What's in an american accent

Dialects and Subdialects of American English in the 48 conterminous states, image copyright Robert Delaney

By Justin K. Thomas

Nov. 13, 2017

The concept behind the United States is unique: come here to find a new life and opportunities for success. And, for the past 240 years, people from all over the world have come here, bringing with them distinct vocal characteristics and accents.

Even native-born Americans’ vocal characteristics vary by where they call home, whether it be New England, Southern California or somewhere in between.

Most people believe that it is an “accent” that makes a person’s speech different, but in fact, it’s what experts call a “dialect,” said Dr. Leslie E. Cochrane, a lecturer of Linguistics and English at the College of William & Mary.

“The language varieties that are used by people in the United States are not just accents,” she said. “They have their own grammatical rules at the levels of sound structure, word structure, sentence structure, and vocabulary; or what linguists call phonology, morphology, syntax, and the lexicon.”

Dialects are influenced by the mixing of various cultures, Cochrane said. Originally, dialects of the English language in colonial America came from English-speaking settlers who themselves spoke with unique deviations of British English.

“On the east coast of the [United States] regional dialects still reflect some of the early settlement patterns,” she said. “American English dialects have also been influenced by other languages. Cajun English in Louisiana, for instance, was influenced by French-speaking settlers from Canada. Since language is always changing, dialects in the United States will have their own distinct varieties.”

Dialects are at times mistakenly connected to a person’s level of “intelligence,” Cochrane said. But, she points out that everyone speaks a particular dialect of their language—education and dialect cannot be assumed to be correlated.

“To look down on someone for their dialect means looking down on the identity that dialect is associated with,” she said. “I earned my master’s degree in linguistics at the University of Oxford, but no one expects me to speak a British English dialect as a result of my education since my identity remains American. Likewise, we need to reject the widespread idea that any dialect of American English is somehow less valid than any other.”

Crystal Ditro, an auditor with the Department of the Navy said that she, as a teenager, was a victim of dialect-stereotyping when she moved to Colorado.

“I was raised in the South," she said. "Then I moved to Denver at 16-years-old. I would use terms like 'y'all' and 'ain't.' But after a few weeks at my new school, I realized that my classmates believed people who sounded like me were considered 'dumb,' 'ignorant' or 'uneducated' no matter how intelligent they actually were. So, I forced myself to change [my way of speaking] so that I could better 'fit in.' Now, most people assume that I'm a northerner when they first meet me."

Currently, Cochrane said, there are subtle transformations in American English dialects that many people may not be aware of.

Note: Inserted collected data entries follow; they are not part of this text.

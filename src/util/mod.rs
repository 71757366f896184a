//! Utility helpers shared across client UI modules.
//!
//! SYSTEM CONTEXT
//! ==============
//! Utility modules isolate browser/environment concerns from page and
//! component logic to improve reuse and testability.

pub mod csv_export;
pub mod dates;
pub mod download;
pub mod forms;
pub mod persistence;
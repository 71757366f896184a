//! Cycle-count tab: queue per-room quantity adjustments into the cart.

use leptos::prelude::*;

use crate::components::cart_panel::CartPanel;
use crate::state::auth::AuthState;
use crate::state::catalog::CatalogState;
use crate::state::toasts::ToastsState;
use crate::util::forms::{CycleCountForm, FieldError, message_for};

/// Two-step cycle-count form plus the cart panel.
///
/// Typing or scanning a serial prefills the item's current stock record so
/// the user only corrects the counted quantity.
#[component]
pub fn CycleCountTab() -> impl IntoView {
    let auth = expect_context::<RwSignal<AuthState>>();
    let catalog = expect_context::<RwSignal<CatalogState>>();
    let toasts = expect_context::<RwSignal<ToastsState>>();

    #[cfg(not(feature = "hydrate"))]
    let _ = (auth, toasts);

    let form = RwSignal::new(CycleCountForm::default());
    let errors = RwSignal::new(Vec::<FieldError>::new());

    let error_for = move |field: &'static str| {
        move || message_for(&errors.get(), field).map(ToOwned::to_owned)
    };

    let prefill = move |serial: String| {
        #[cfg(feature = "hydrate")]
        {
            let room_id = form.get_untracked().room_id.unwrap_or(1);
            super::lookup_serial(auth, serial, room_id, move |found| {
                form.update(|f| {
                    f.item_name = found.item_name;
                    f.quantity = found.quantity.to_string();
                    f.expiry_date = found.expiry_iso.unwrap_or_default();
                });
            });
        }
        #[cfg(not(feature = "hydrate"))]
        {
            let _ = serial;
        }
    };

    let on_room = move |ev: leptos::ev::Event| {
        let room_id = event_target_value(&ev).parse::<i64>().ok();
        form.update(|f| f.room_id = room_id);
    };

    let on_serial = move |ev: leptos::ev::Event| {
        let serial = event_target_value(&ev);
        form.update(|f| f.serial_num = serial.clone());
        prefill(serial);
    };

    let on_item = move |ev: leptos::ev::Event| {
        let serial = event_target_value(&ev);
        form.update(|f| f.serial_num = serial.clone());
        prefill(serial);
    };

    let submit = move |_| {
        let current = form.get_untracked();
        let found = current.validate();
        if !found.is_empty() {
            errors.set(found);
            return;
        }
        errors.set(Vec::new());
        #[cfg(feature = "hydrate")]
        {
            let session = auth.get_untracked();
            let (Some(token), Some(user_id)) = (session.token, session.user_id()) else {
                return;
            };
            let (Some(quantity), Some(room_id), Some(expiry)) =
                (current.quantity_value(), current.room_id, current.expiry_value())
            else {
                return;
            };
            let payload = crate::net::types::AddCartItemPayload {
                serial_num: current.serial_num,
                item_name: current.item_name,
                quantity,
                expiry_date: expiry.format("%Y-%m-%d").to_string(),
                room_select: room_id,
                user_id,
            };
            leptos::task::spawn_local(async move {
                match crate::net::api::add_item_to_cart(&token, &payload).await {
                    Ok(()) => {
                        form.set(CycleCountForm::default());
                        toasts.update(|t| {
                            t.success("Item added to cart");
                        });
                    }
                    Err(e) => {
                        log::error!("add to cart failed: {e}");
                        toasts.update(|t| {
                            t.error("Failed", &e);
                        });
                    }
                }
            });
        }
    };

    let on_checkout = Callback::new(move |()| {
        form.set(CycleCountForm::default());
        errors.set(Vec::new());
        #[cfg(feature = "hydrate")]
        super::load_catalog(auth, catalog, toasts);
    });

    view! {
        <div class="stock-form">
            <h3>"Step 1"</h3>
            <div class="stock-form__row">
                <label>
                    "Select Room"
                    <select on:change=on_room>
                        <option value="" selected=move || form.get().room_id.is_none()>
                            "Select a room to display"
                        </option>
                        {move || {
                            catalog
                                .get()
                                .rooms
                                .into_iter()
                                .map(|room| {
                                    view! {
                                        <option value=room.id.to_string()>{room.name}</option>
                                    }
                                })
                                .collect::<Vec<_>>()
                        }}
                    </select>
                    <span class="stock-form__hint">"Select the room that the item belong to."</span>
                    <span class="stock-form__error">{error_for("room_select")}</span>
                </label>
                <label>
                    "Serial Number"
                    <input
                        type="text"
                        placeholder="Type or scan here"
                        prop:value=move || form.get().serial_num
                        on:input=on_serial
                    />
                    <span class="stock-form__hint">"Type or scan the serial number."</span>
                    <span class="stock-form__error">{error_for("serial_num")}</span>
                </label>
            </div>
            <h3>"Step 2"</h3>
            <div class="stock-form__row">
                <label>
                    "Select Item"
                    <select on:change=on_item>
                        <option value="">"Select an item to display"</option>
                        {move || {
                            catalog
                                .get()
                                .items
                                .into_iter()
                                .map(|item| {
                                    view! {
                                        <option value=item.serial_num>{item.item_name}</option>
                                    }
                                })
                                .collect::<Vec<_>>()
                        }}
                    </select>
                    <span class="stock-form__hint">"Select the item that you want to transact."</span>
                    <span class="stock-form__error">{error_for("item_name")}</span>
                </label>
                <label>
                    "Quantity"
                    <input
                        type="number"
                        placeholder="Type here"
                        prop:value=move || form.get().quantity
                        on:input=move |ev| {
                            form.update(|f| f.quantity = event_target_value(&ev));
                        }
                    />
                    <span class="stock-form__hint">"Quantity of item in location."</span>
                    <span class="stock-form__error">{error_for("quantity")}</span>
                </label>
                <label>
                    "Expiry Date"
                    <input
                        type="date"
                        prop:value=move || form.get().expiry_date
                        on:input=move |ev| {
                            form.update(|f| f.expiry_date = event_target_value(&ev));
                        }
                    />
                    <span class="stock-form__hint">"Pick the earliest expiry date of the lot."</span>
                    <span class="stock-form__error">{error_for("expiry_date")}</span>
                </label>
            </div>
            <button class="btn" on:click=submit>
                "Add to cart"
            </button>
            <CartPanel on_checkout=on_checkout/>
        </div>
    }
}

“There are many changes in progress regarding the various dialects of American English,” she said. “In some dialects, the vowels in “caught” and “cot” are becoming merged to the point that they sound the same. This kind of change is constantly happening in language. There are also shifts in the way we use words. The word like, for instance, was not always used in the same way as the word as. Nowadays, most people use it ‘like’ I just did in this sentence.”

Since the dialects we speak are also tied to our identities, Cochrane said that there will always be variations of English spoken in America, even in the distant future, because change is a linguistic constant.

“I expect that there will always be differences in spoken English,” she said. “And because language is always changing, we can expect that people in two centuries will not sound the way we do—just as we don't talk the way people did at the time of the American Revolution.”

Dr. Cochrane's research focuses on sociolinguistics and disability; she has an article in press analyzing blogs by wheelchair users and an upcoming chapter on teaching linguistics to college undergraduates.